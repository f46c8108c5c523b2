//! Wavefront OBJ output. This is the host's mesh consumer: the generators never touch disk.

use anyhow::Context;
use engine_core::Transform;
use procgen::{MeshConsumer, MeshData};
use std::fmt::Write as _;
use std::path::{Path, PathBuf};

/// Accumulates one or more meshes into OBJ text. Face indices are 1-based and offset by
/// the vertices already written.
#[derive(Debug, Default)]
pub struct ObjWriter {
    text: String,
    vertices_written: u32,
    objects: u32,
}

impl ObjWriter {
    pub fn new() -> Self {
        let mut w = Self::default();
        w.text.push_str("# skyline procedural buildings\n");
        w
    }

    pub fn object_count(&self) -> u32 {
        self.objects
    }

    /// Append `mesh` as a named object, baked through `transform`.
    pub fn write_mesh(
        &mut self,
        name: &str,
        mesh: &MeshData,
        transform: &Transform,
        material: Option<&str>,
    ) {
        self.objects += 1;
        let _ = writeln!(self.text, "o {}", name);
        let _ = writeln!(self.text, "# submeshes {}", mesh.submesh_count);
        if let Some(material) = material {
            let _ = writeln!(self.text, "usemtl {}", material);
        }
        for p in &mesh.positions {
            let w = transform.transform_point(*p);
            let _ = writeln!(self.text, "v {} {} {}", w.x, w.y, w.z);
        }
        let base = self.vertices_written + 1;
        for tri in mesh.indices.chunks_exact(3) {
            let _ = writeln!(self.text, "f {} {} {}", tri[0] + base, tri[1] + base, tri[2] + base);
        }
        self.vertices_written += mesh.positions.len() as u32;
    }

    pub fn as_str(&self) -> &str {
        &self.text
    }

    pub fn save(&self, path: &Path) -> anyhow::Result<()> {
        if let Some(dir) = path.parent() {
            std::fs::create_dir_all(dir).with_context(|| format!("creating {:?}", dir))?;
        }
        std::fs::write(path, self.as_str()).with_context(|| format!("writing {:?}", path))
    }
}

/// Collects consumed meshes into one OBJ file. Each mesh becomes an object stamped with
/// the current name, transform and material; `finish` writes the file.
#[derive(Debug)]
pub struct ObjExporter {
    path: PathBuf,
    writer: ObjWriter,
    name: String,
    transform: Transform,
    material: Option<String>,
}

impl ObjExporter {
    pub fn new(path: impl Into<PathBuf>) -> Self {
        let path = path.into();
        let name = path
            .file_stem()
            .and_then(|s| s.to_str())
            .unwrap_or("building")
            .to_string();
        Self {
            path,
            writer: ObjWriter::new(),
            name,
            transform: Transform::default(),
            material: None,
        }
    }

    pub fn with_transform(mut self, transform: Transform) -> Self {
        self.transform = transform;
        self
    }

    /// Stamp for the meshes consumed after this call.
    pub fn set_object(
        &mut self,
        name: impl Into<String>,
        transform: Transform,
        material: Option<&str>,
    ) {
        self.name = name.into();
        self.transform = transform;
        self.material = material.map(str::to_string);
    }

    pub fn object_count(&self) -> u32 {
        self.writer.object_count()
    }

    pub fn finish(self) -> anyhow::Result<()> {
        self.writer.save(&self.path)?;
        log::info!("Wrote {:?}: {} objects", self.path, self.writer.object_count());
        Ok(())
    }
}

impl MeshConsumer for ObjExporter {
    fn consume(&mut self, mesh: &MeshData) -> anyhow::Result<()> {
        self.writer.write_mesh(&self.name, mesh, &self.transform, self.material.as_deref());
        log::debug!(
            "Consumed {}: {} vertices, {} triangles",
            self.name,
            mesh.vertex_count(),
            mesh.triangle_count()
        );
        Ok(())
    }
}

#[cfg(test)]
mod tests {
    use super::*;
    use engine_core::Vec3;
    use procgen::{BuildRectSpec, SegmentedTower};

    fn unit_tri() -> MeshData {
        MeshData {
            positions: vec![Vec3::ZERO, Vec3::X, Vec3::Z],
            indices: vec![0, 1, 2],
            submesh_count: 1,
        }
    }

    #[test]
    fn faces_are_one_based_and_offset_per_object() {
        let mut w = ObjWriter::new();
        w.write_mesh("a", &unit_tri(), &Transform::default(), None);
        let shifted = Transform::from_grid_offset(Vec3::ZERO, 10, 0);
        w.write_mesh("b", &unit_tri(), &shifted, Some("MAT_BUILD_TRIM_2"));
        let faces: Vec<&str> = w.as_str().lines().filter(|l| l.starts_with("f ")).collect();
        assert_eq!(faces, vec!["f 1 2 3", "f 4 5 6"]);
        assert!(w.as_str().contains("usemtl MAT_BUILD_TRIM_2"));
        assert!(w.as_str().contains("v 11 0 0"));
        assert_eq!(w.object_count(), 2);
    }

    #[test]
    fn exporter_writes_consumed_mesh() {
        let tower = SegmentedTower::new(vec![BuildRectSpec::new(2.0, 4.0, 4.0)]).unwrap();
        let path = std::env::temp_dir()
            .join(format!("skyline-obj-{}", std::process::id()))
            .join("segmented.obj");
        let mut exporter = ObjExporter::new(&path);
        let mesh = tower.mesh();
        exporter.consume(&mesh).unwrap();
        exporter.finish().unwrap();
        let text = std::fs::read_to_string(&path).unwrap();
        let _ = std::fs::remove_dir_all(path.parent().unwrap());
        assert_eq!(text.lines().filter(|l| l.starts_with("v ")).count(), mesh.vertex_count());
        assert_eq!(text.lines().filter(|l| l.starts_with("f ")).count(), mesh.triangle_count());
        assert!(text.contains("o segmented"));
        assert!(text.contains("# submeshes 3"));
    }

    #[test]
    fn exporter_stamps_each_consumed_object() {
        let path = std::env::temp_dir()
            .join(format!("skyline-field-{}", std::process::id()))
            .join("towers.obj");
        let mut exporter = ObjExporter::new(&path);
        exporter.set_object("tower_0_0", Transform::default(), Some("MAT_BUILD_TRIM_1"));
        exporter.consume(&unit_tri()).unwrap();
        let shifted = Transform::from_grid_offset(Vec3::ZERO, 0, 10);
        exporter.set_object("tower_0_10", shifted, None);
        exporter.consume(&unit_tri()).unwrap();
        assert_eq!(exporter.object_count(), 2);
        exporter.finish().unwrap();

        let text = std::fs::read_to_string(&path).unwrap();
        let _ = std::fs::remove_dir_all(path.parent().unwrap());
        assert!(text.contains("o tower_0_0\n# submeshes 1\nusemtl MAT_BUILD_TRIM_1"));
        assert!(text.contains("o tower_0_10"));
        assert!(text.contains("v 0 0 11"));
        assert_eq!(text.matches("usemtl").count(), 1);
        let faces: Vec<&str> = text.lines().filter(|l| l.starts_with("f ")).collect();
        assert_eq!(faces, vec!["f 1 2 3", "f 4 5 6"]);
    }
}
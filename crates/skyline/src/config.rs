//! Generator configuration. Loaded from skyline.ron at startup.

use anyhow::Context;
use procgen::{BuildRectSpec, PackConfig};
use serde::{Deserialize, Serialize};
use std::path::{Path, PathBuf};

/// Persistent generator settings. Loaded from `skyline.ron` in the current directory.
#[derive(Debug, Clone, Serialize, Deserialize)]
pub struct SkylineConfig {
    /// Base seed; every generator instance derives its own seed from this.
    #[serde(default = "default_seed")]
    pub seed: u64,
    /// Occupation grid width in cells.
    #[serde(default = "default_grid_size")]
    pub grid_width: usize,
    /// Occupation grid depth in cells.
    #[serde(default = "default_grid_size")]
    pub grid_depth: usize,
    /// Tower field rows.
    #[serde(default = "default_placer_count")]
    pub placer_rows: u32,
    /// Tower field columns.
    #[serde(default = "default_placer_count")]
    pub placer_cols: u32,
    /// World units between neighboring towers.
    #[serde(default = "default_placer_spacing")]
    pub placer_spacing: i32,
    /// Directory the OBJ files are written to.
    #[serde(default = "default_output_dir")]
    pub output_dir: PathBuf,
    /// RON list of `BuildRectSpec` for the authored tower. Built-in list when unset.
    #[serde(default)]
    pub tower_spec_path: Option<PathBuf>,
}

fn default_seed() -> u64 {
    1
}
fn default_grid_size() -> usize {
    25
}
fn default_placer_count() -> u32 {
    5
}
fn default_placer_spacing() -> i32 {
    10
}
fn default_output_dir() -> PathBuf {
    PathBuf::from("out")
}

impl Default for SkylineConfig {
    fn default() -> Self {
        Self {
            seed: default_seed(),
            grid_width: default_grid_size(),
            grid_depth: default_grid_size(),
            placer_rows: default_placer_count(),
            placer_cols: default_placer_count(),
            placer_spacing: default_placer_spacing(),
            output_dir: default_output_dir(),
            tower_spec_path: None,
        }
    }
}

impl SkylineConfig {
    /// Load config from `skyline.ron`. If the file is missing or invalid, returns default config.
    pub fn load() -> Self {
        Self::load_from(&config_path())
    }

    pub fn load_from(path: &Path) -> Self {
        if let Ok(data) = std::fs::read_to_string(path) {
            match ron::from_str(&data) {
                Ok(c) => return c,
                Err(e) => log::warn!("Invalid config at {:?}: {}, using defaults", path, e),
            }
        }
        Self::default()
    }

    pub fn pack_config(&self) -> PackConfig {
        PackConfig {
            width: self.grid_width,
            depth: self.grid_depth,
            ..Default::default()
        }
    }

    /// Authored tower specs from `tower_spec_path`, or the built-in list.
    pub fn tower_specs(&self) -> anyhow::Result<Vec<BuildRectSpec>> {
        let Some(path) = &self.tower_spec_path else {
            return Ok(default_tower_specs());
        };
        let data = std::fs::read_to_string(path)
            .with_context(|| format!("reading tower spec {:?}", path))?;
        ron::from_str(&data).with_context(|| format!("parsing tower spec {:?}", path))
    }
}

/// A stepped tower: wide base, two setbacks, a thin spire.
pub fn default_tower_specs() -> Vec<BuildRectSpec> {
    vec![
        BuildRectSpec::new(3.0, 4.0, 4.0),
        BuildRectSpec::new(0.0, 3.0, 3.0),
        BuildRectSpec::new(2.5, 3.0, 3.0),
        BuildRectSpec::new(0.0, 2.0, 2.0),
        BuildRectSpec::new(2.0, 2.0, 2.0),
        BuildRectSpec::new(1.5, 0.5, 0.5),
    ]
}

fn config_path() -> PathBuf {
    std::env::current_dir().unwrap_or_else(|_| PathBuf::from(".")).join("skyline.ron")
}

********

Action item: The required answer is each line of the data in which the word "Some" appears.

Task output:
        if let Some(material) = material {
        if let Some(dir) = path.parent() {
        w.write_mesh("b", &unit_tri(), &shifted, Some("MAT_BUILD_TRIM_2"));
        exporter.set_object("tower_0_0", Transform::default(), Some("MAT_BUILD_TRIM_1"));
        let Some(path) = &self.tower_spec_path else {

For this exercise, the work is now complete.